▸ **Dataset entries**:
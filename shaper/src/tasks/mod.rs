//! Ready-made use cases.
//!
//! Each task fixes a schema, a template and a parse strategy:
//!
//! | Task | Entry point | Strategy | Temperature |
//! |------|-------------|----------|-------------|
//! | [`transformer`] | [`TextTransformer::transform`] | sections | 0.7 |
//! | [`resume`] | [`ResumeExtractor::extract`] | loose JSON | 0.0 |
//! | [`review`] | [`ReviewAnalyzer::analyze`] | strict JSON | 0.0 |

pub mod resume;
pub mod review;
pub mod transformer;

pub use resume::{ResumeExtraction, ResumeExtractor, ResumeInfo};
pub use review::{ReviewAnalysis, ReviewAnalyzer, Sentiment};
pub use transformer::{TextTransformation, TextTransformer, Transformed};

use serde::de::DeserializeOwned;

use crate::error::Error;
use crate::extraction::Extraction;

/// Converts a tolerant-strategy outcome into a typed value plus the error, if
/// any. A record that fails typed conversion counts as a fallback.
fn typed_or_default<T: DeserializeOwned + Default>(extraction: Extraction) -> (T, Option<Error>) {
    match extraction {
        Extraction::Complete(record) => match record.deserialize() {
            Ok(value) => (value, None),
            Err(error) => (T::default(), Some(error)),
        },
        Extraction::Fallback { record, error } => {
            (record.deserialize().unwrap_or_default(), Some(error))
        }
        Extraction::Unavailable { error } => (T::default(), Some(error)),
    }
}
//! Configuration management for the shaper CLI.
//!
//! Settings are resolved from, in increasing priority:
//! 1. Default values
//! 2. Config file (`~/.shaper/config.toml`)
//! 3. Environment variables (including a `.env` file)

mod schema;

pub use schema::{IssueLevel, ShaperConfig};

use std::path::{Path, PathBuf};
use tracing::{debug, info};

/// Error type for configuration operations.
#[derive(Debug, thiserror::Error)]
pub enum ConfigError {
    /// IO error.
    #[error("IO error: {0}")]
    Io(#[from] std::io::Error),
    /// TOML parsing error.
    #[error("TOML parse error: {0}")]
    TomlParse(#[from] toml::de::Error),
    /// TOML serialization error.
    #[error("TOML serialize error: {0}")]
    TomlSerialize(#[from] toml::ser::Error),
}

/// Result type for configuration operations.
pub type ConfigResult<T> = Result<T, ConfigError>;

/// Get the default config directory path.
#[must_use]
pub fn default_config_dir() -> PathBuf {
    dirs_next::home_dir()
        .unwrap_or_else(|| PathBuf::from("."))
        .join(".shaper")
}

/// Get the default config file path.
#[must_use]
pub fn config_path() -> PathBuf {
    default_config_dir().join("config.toml")
}

/// Load configuration from a specific path; a missing file yields defaults.
///
/// # Errors
///
/// Returns [`ConfigError`] if the file exists but cannot be read or parsed.
pub async fn load_config_from(path: &Path) -> ConfigResult<ShaperConfig> {
    if !path.exists() {
        info!(path = %path.display(), "config file not found, using defaults");
        return Ok(ShaperConfig::default());
    }

    let content = tokio::fs::read_to_string(path).await?;
    let config: ShaperConfig = toml::from_str(&content)?;
    debug!(path = %path.display(), "loaded config file");

    Ok(config)
}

▸ **Work request**:
Set down all of the data above, word for word.

▸ **Exercise solution**:
filename shaper/src/tasks/mod.rs
//! Ready-made use cases.
//!
//! Each task fixes a schema, a template and a parse strategy:
//!
//! | Task | Entry point | Strategy | Temperature |
//! |------|-------------|----------|-------------|
//! | [`transformer`] | [`TextTransformer::transform`] | sections | 0.7 |
//! | [`resume`] | [`ResumeExtractor::extract`] | loose JSON | 0.0 |
//! | [`review`] | [`ReviewAnalyzer::analyze`] | strict JSON | 0.0 |

pub mod resume;
pub mod review;
pub mod transformer;

pub use resume::{ResumeExtraction, ResumeExtractor, ResumeInfo};
pub use review::{ReviewAnalysis, ReviewAnalyzer, Sentiment};
pub use transformer::{TextTransformation, TextTransformer, Transformed};

use serde::de::DeserializeOwned;

use crate::error::Error;
use crate::extraction::Extraction;

/// Converts a tolerant-strategy outcome into a typed value plus the error, if
/// any. A record that fails typed conversion counts as a fallback.
fn typed_or_default<T: DeserializeOwned + Default>(extraction: Extraction) -> (T, Option<Error>) {
    match extraction {
        Extraction::Complete(record) => match record.deserialize() {
            Ok(value) => (value, None),
            Err(error) => (T::default(), Some(error)),
        },
        Extraction::Fallback { record, error } => {
            (record.deserialize().unwrap_or_default(), Some(error))
        }
        Extraction::Unavailable { error } => (T::default(), Some(error)),
    }
}
//! Configuration management for the shaper CLI.
//!
//! Settings are resolved from, in increasing priority:
//! 1. Default values
//! 2. Config file (`~/.shaper/config.toml`)
//! 3. Environment variables (including a `.env` file)

mod schema;

pub use schema::{IssueLevel, ShaperConfig};

use std::path::{Path, PathBuf};
use tracing::{debug, info};

/// Error type for configuration operations.
#[derive(Debug, thiserror::Error)]
pub enum ConfigError {
    /// IO error.
    #[error("IO error: {0}")]
    Io(#[from] std::io::Error),
    /// TOML parsing error.
    #[error("TOML parse error: {0}")]
    TomlParse(#[from] toml::de::Error),
    /// TOML serialization error.
    #[error("TOML serialize error: {0}")]
    TomlSerialize(#[from] toml::ser::Error),
}

/// Result type for configuration operations.
pub type ConfigResult<T> = Result<T, ConfigError>;

/// Get the default config directory path.
#[must_use]
pub fn default_config_dir() -> PathBuf {
    dirs_next::home_dir()
        .unwrap_or_else(|| PathBuf::from("."))
        .join(".shaper")
}

/// Get the default config file path.
#[must_use]
pub fn config_path() -> PathBuf {
    default_config_dir().join("config.toml")
}

/// Load configuration from a specific path; a missing file yields defaults.
///
/// # Errors
///
/// Returns [`ConfigError`] if the file exists but cannot be read or parsed.
pub async fn load_config_from(path: &Path) -> ConfigResult<ShaperConfig> {
    if !path.exists() {
        info!(path = %path.display(), "config file not found, using defaults");
        return Ok(ShaperConfig::default());
    }

    let content = tokio::fs::read_to_string(path).await?;
    let config: ShaperConfig = toml::from_str(&content)?;
    debug!(path = %path.display(), "loaded config file");

    Ok(config)
}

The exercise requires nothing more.